Filter the entries for lines with the word "Failed".

Records contained in a dataset
• • • • • • •

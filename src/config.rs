//! Proxy configuration for all outbound connections.
//!
//! The bootstrap routes every request (digest probe, artifact download)
//! through one [`ProxyConfig`], assembled once from the command line and
//! passed by value to the components that open connections. The same
//! configuration is replayed to the launcher on hand-off so the child
//! process sees the network the same way the bootstrap did.

use anyhow::{Context, Result};

/// Credentials for an authenticated SOCKS proxy.
///
/// Only constructed when both user and password are non-empty; a bare
/// host/port proxy carries no credentials at all.
#[derive(Debug, Clone, PartialEq, Eq)]
pub struct ProxyCredentials {
    user: String,
    pass: String,
}

impl ProxyCredentials {
    /// Build credentials from optional CLI values.
    ///
    /// Returns `None` unless both values are present and non-empty,
    /// so a stray `--proxyUser` without a password never produces a
    /// half-configured authenticator.
    #[must_use]
    pub fn from_parts(user: Option<&str>, pass: Option<&str>) -> Option<Self> {
        match (user, pass) {
            (Some(user), Some(pass)) if !user.is_empty() && !pass.is_empty() => Some(Self {
                user: user.to_string(),
                pass: pass.to_string(),
            }),
            _ => None,
        }
    }

    /// The proxy username.
    #[must_use]
    pub fn user(&self) -> &str {
        &self.user
    }

    /// The proxy password.
    #[must_use]
    pub fn pass(&self) -> &str {
        &self.pass
    }
}

/// SOCKS proxy settings shared by every outbound connection.
///
/// The default configuration is "no proxy"; connections go out
/// directly.
#[derive(Debug, Clone, Default, PartialEq, Eq)]
pub struct ProxyConfig {
    host: Option<String>,
    port: u16,
    credentials: Option<ProxyCredentials>,
}

impl ProxyConfig {
    /// Direct connections, no proxy.
    #[must_use]
    pub fn direct() -> Self {
        Self::default()
    }

    /// Proxy all connections through a SOCKS server.
    #[must_use]
    pub fn socks(host: impl Into<String>, port: u16) -> Self {
        Self {
            host: Some(host.into()),
            port,
            credentials: None,
        }
    }

    /// Attach credentials to a proxied configuration.
    ///
    /// Ignored (dropped with a debug log) when no host is configured,
    /// matching how the CLI surfaces behave: credentials without a host
    /// are meaningless.
    #[must_use]
    pub fn with_credentials(mut self, credentials: Option<ProxyCredentials>) -> Self {
        if self.host.is_some() {
            self.credentials = credentials;
        } else if credentials.is_some() {
            tracing::debug!("ignoring proxy credentials: no proxy host configured");
        }
        self
    }

    /// Whether a proxy host is configured.
    #[must_use]
    pub fn is_configured(&self) -> bool {
        self.host.is_some()
    }

    /// The configured proxy host, if any.
    #[must_use]
    pub fn host(&self) -> Option<&str> {
        self.host.as_deref()
    }

    /// The configured proxy port.
    #[must_use]
    pub fn port(&self) -> u16 {
        self.port
    }

    /// The configured credentials, if any.
    #[must_use]
    pub fn credentials(&self) -> Option<&ProxyCredentials> {
        self.credentials.as_ref()
    }

    /// Build the `reqwest` proxy for this configuration.
    ///
    /// Returns `Ok(None)` for direct connections.
    pub fn to_reqwest_proxy(&self) -> Result<Option<reqwest::Proxy>> {
        let Some(host) = &self.host else {
            return Ok(None);
        };

        let url = format!("socks5://{host}:{}", self.port);
        let mut proxy = reqwest::Proxy::all(&url)
            .with_context(|| format!("Invalid proxy address: {url}"))?;
        if let Some(credentials) = &self.credentials {
            proxy = proxy.basic_auth(credentials.user(), credentials.pass());
        }

        Ok(Some(proxy))
    }
}
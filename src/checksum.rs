//! Artifact digest computation.
//!
//! The update protocol identifies launcher builds by MD5: the remote
//! manifest publishes the digest of the current build, and the download
//! response's `ETag` carries the same value. This module computes the
//! matching digest of local files so the bootstrap can decide whether
//! the installed artifact is current.
//!
//! MD5 is an identity check against accidental corruption here, not a
//! security boundary; the digest format is fixed by the publishing side.

use anyhow::{Context, Result};
use md5::{Digest, Md5};
use std::path::Path;
use tokio::fs::File;
use tokio::io::AsyncReadExt;
use tracing::debug;

use crate::constants::DIGEST_CHUNK_SIZE;

/// Computes and compares artifact digests.
pub struct ChecksumVerifier;

impl ChecksumVerifier {
    /// Compute the MD5 digest of a file as 32 lowercase hex characters.
    ///
    /// The file is read in fixed-size chunks feeding a streaming hash,
    /// so artifacts of any size digest in constant memory.
    ///
    /// # Errors
    ///
    /// Fails if the file cannot be opened or read. Callers checking
    /// freshness treat that as "assume stale, attempt update" rather
    /// than aborting: a file we cannot digest is a file worth replacing.
    pub async fn file_digest(path: &Path) -> Result<String> {
        debug!("Computing digest for: {:?}", path);

        let mut file = File::open(path)
            .await
            .with_context(|| format!("Failed to open file for digest: {}", path.display()))?;

        let mut hasher = Md5::new();
        let mut buffer = vec![0u8; DIGEST_CHUNK_SIZE];
        loop {
            let read = file
                .read(&mut buffer)
                .await
                .with_context(|| format!("Failed to read file for digest: {}", path.display()))?;
            if read == 0 {
                break;
            }
            hasher.update(&buffer[..read]);
        }

        Ok(hex::encode(hasher.finalize()))
    }

    /// Compare two digests case-insensitively.
    ///
    /// Remote manifests are lowercase by convention but nothing enforces
    /// it, and `ETag` values arrive in whatever case the server chose.
    #[must_use]
    pub fn digests_match(a: &str, b: &str) -> bool {
        a.eq_ignore_ascii_case(b)
    }
}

• • • • • • •

# [Your solution]
            .with_context(|| format!("Failed to open file for digest: {}", path.display()))?;
                .with_context(|| format!("Failed to read file for digest: {}", path.display()))?;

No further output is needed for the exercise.